GARTHWILSON wrote:
akohlbecker wrote:
Unfortunately, the 65C816 requires an AC chip for at least the bank address latching as well as the associated logic, as the timing margin is pretty thin (10ns to latch after rising edge of clock).
The 74HC573's required input data hold time is guaranteed to be no more than 5ns, and 2ns is typical. My 74AC data book is not clear on this, but it appears to be saying that the data input could even start to change up to a whole nanosecond before the latch enable, and it would still keep the right value at the output.

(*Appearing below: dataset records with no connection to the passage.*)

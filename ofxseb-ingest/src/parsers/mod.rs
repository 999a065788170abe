//! Bank-specific statement parsers

pub mod seb;

pub use seb::{SebParser, parse_sheet};
use anyhow::{Context, Result, bail};
use serde::{Deserialize, Serialize};
use std::collections::BTreeMap;
use std::fs;
use std::path::{Path, PathBuf};

/// `~/.ofxseb/config.toml`
#[derive(Debug, Clone, PartialEq, Serialize, Deserialize)]
#[serde(default)]
pub struct Config {
    /// Default tracing filter, overridden by `RUST_LOG`
    pub log_level: String,
    /// Profile used when neither `--profile` nor `--plugin` is given
    pub default_profile: Option<String>,
    /// One section per bank/account, e.g. `[profiles.seb]`
    pub profiles: BTreeMap<String, ProfileSection>,
}

#[derive(Debug, Clone, PartialEq, Serialize, Deserialize)]
pub struct ProfileSection {
    pub plugin: String,
}

impl Default for Config {
    fn default() -> Self {
        let mut profiles = BTreeMap::new();
        profiles.insert(
            "seb".to_string(),
            ProfileSection {
                plugin: "swedenseb".to_string(),
            },
        );

        Self {
            log_level: "info".to_string(),
            default_profile: Some("seb".to_string()),
            profiles,
        }
    }
}

impl Config {
    /// Pick a plugin name: an explicit plugin wins, then the named or default profile.
    pub fn resolve_plugin(&self, profile: Option<&str>, plugin: Option<&str>) -> Result<String> {
        if let Some(plugin) = plugin {
            return Ok(plugin.to_string());
        }

        let Some(name) = profile.or(self.default_profile.as_deref()) else {
            bail!("no profile given and no default_profile configured");
        };

        match self.profiles.get(name) {
            Some(section) => Ok(section.plugin.clone()),
            None => bail!("profile {name:?} is not defined in the config"),
        }
    }
}

pub fn default_config_path() -> Result<PathBuf> {
    let home = std::env::var("HOME").context("HOME is not set")?;
    Ok(PathBuf::from(home).join(".ofxseb").join("config.toml"))
}

pub fn load_config(path: &Path) -> Result<Config> {
    if !path.exists() {
        return Ok(Config::default());
    }
    let s = fs::read_to_string(path).with_context(|| format!("read {}", path.display()))?;
    toml::from_str(&s).with_context(|| format!("parse {}", path.display()))
}

pub fn save_config(path: &Path, cfg: &Config) -> Result<()> {
    if let Some(dir) = path.parent() {
        fs::create_dir_all(dir).with_context(|| format!("create {}", dir.display()))?;
    }
    let s = toml::to_string_pretty(cfg).context("serialize config")?;
    fs::write(path, s).with_context(|| format!("write {}", path.display()))?;
    Ok(())
}

/// Write the default config unless one exists. Returns whether a file was written.
pub fn init_config(path: &Path) -> Result<bool> {
    if path.exists() {
        return Ok(false);
    }
    save_config(path, &Config::default())?;
    Ok(true)
}

#[cfg(test)]
mod tests {
    use super::*;

    #[test]
    fn test_missing_file_gives_default() {
        let dir = tempfile::tempdir().unwrap();
        let cfg = load_config(&dir.path().join("config.toml")).unwrap();
        assert_eq!(cfg, Config::default());
    }

    #[test]
    fn test_init_writes_once() {
        let dir = tempfile::tempdir().unwrap();
        let path = dir.path().join("nested").join("config.toml");

        assert!(init_config(&path).unwrap());
        assert!(!init_config(&path).unwrap());
        assert_eq!(load_config(&path).unwrap(), Config::default());
    }

    #[test]
    fn test_partial_file_fills_defaults() {
        let dir = tempfile::tempdir().unwrap();
        let path = dir.path().join("config.toml");
        fs::write(
            &path,
            "default_profile = \"privat\"\n\n[profiles.privat]\nplugin = \"swedenseb\"\n",
        )
        .unwrap();

        let cfg = load_config(&path).unwrap();
        assert_eq!(cfg.log_level, "info");
        assert_eq!(cfg.resolve_plugin(None, None).unwrap(), "swedenseb");
        assert!(cfg.resolve_plugin(Some("seb"), None).is_err());
    }

    #[test]
    fn test_invalid_toml_is_error() {
        let dir = tempfile::tempdir().unwrap();
        let path = dir.path().join("config.toml");
        fs::write(&path, "log_level = [").unwrap();
        assert!(load_config(&path).is_err());
    }

    #[test]
    fn test_resolve_plugin_precedence() {
        let cfg = Config::default();
        assert_eq!(cfg.resolve_plugin(None, Some("other")).unwrap(), "other");
        assert_eq!(cfg.resolve_plugin(Some("seb"), None).unwrap(), "swedenseb");
        assert_eq!(cfg.resolve_plugin(None, None).unwrap(), "swedenseb");

        let no_default = Config {
            default_profile: None,
            ..Config::default()
        };
        assert!(no_default.resolve_plugin(None, None).is_err());
    }
}
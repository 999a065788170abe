//! ofxseb-ingest: tabular statement sources, the SEB export parser and the plugin registry.

pub mod account_id;
pub mod error;
pub mod parsers;
pub mod plugin;
pub mod sheet;

pub use account_id::extract_account_id;
pub use error::{ParseError, SourceError};
pub use parsers::{SebParser, parse_sheet};
pub use plugin::{Plugin, SwedenSebPlugin, find_plugin, plugins};
pub use sheet::{Cell, Sheet, Table, WorkbookSheet, open_sheet};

We must be looking at a different datasheet. TI's one here
https://www.ti.com/lit/ds/symlink/cd74hc573.pdf specifies 10ns for the hold time over temperature at 5V. It could work if your LE signal is directly taken from a clock flip-flop and you have no additional logic for it (ie you don't use RDY)
GARTHWILSON wrote:
Quote:
For the RAM, go with a slow, 55ns one before attempting to increase the speed.
I think what we're talking about here is output edge rate, rather than access time. They're two separate things. Without looking through a lot of data sheets again, I don't remember ever seeing the output edge rates specified on SRAMs. Have you?
BigDumbDinosaur wrote:
Why? The RAM's speed has nothing to do with circuit performance, unless the RAM is too slow. With most SRAM, output transition rate has little relation to the speed rating.
I guess I made a shortcut here, to me an 62256 that goes to max 55ns must be of an older generation and thus have slower edges than the 71256SA that goes to 12ns, but you're right it is not technically specified.
BigDumbDinosaur wrote:
No pullup resistor is required on RWB, as that output is driven in both directions—it's not an open-collector output.[/color]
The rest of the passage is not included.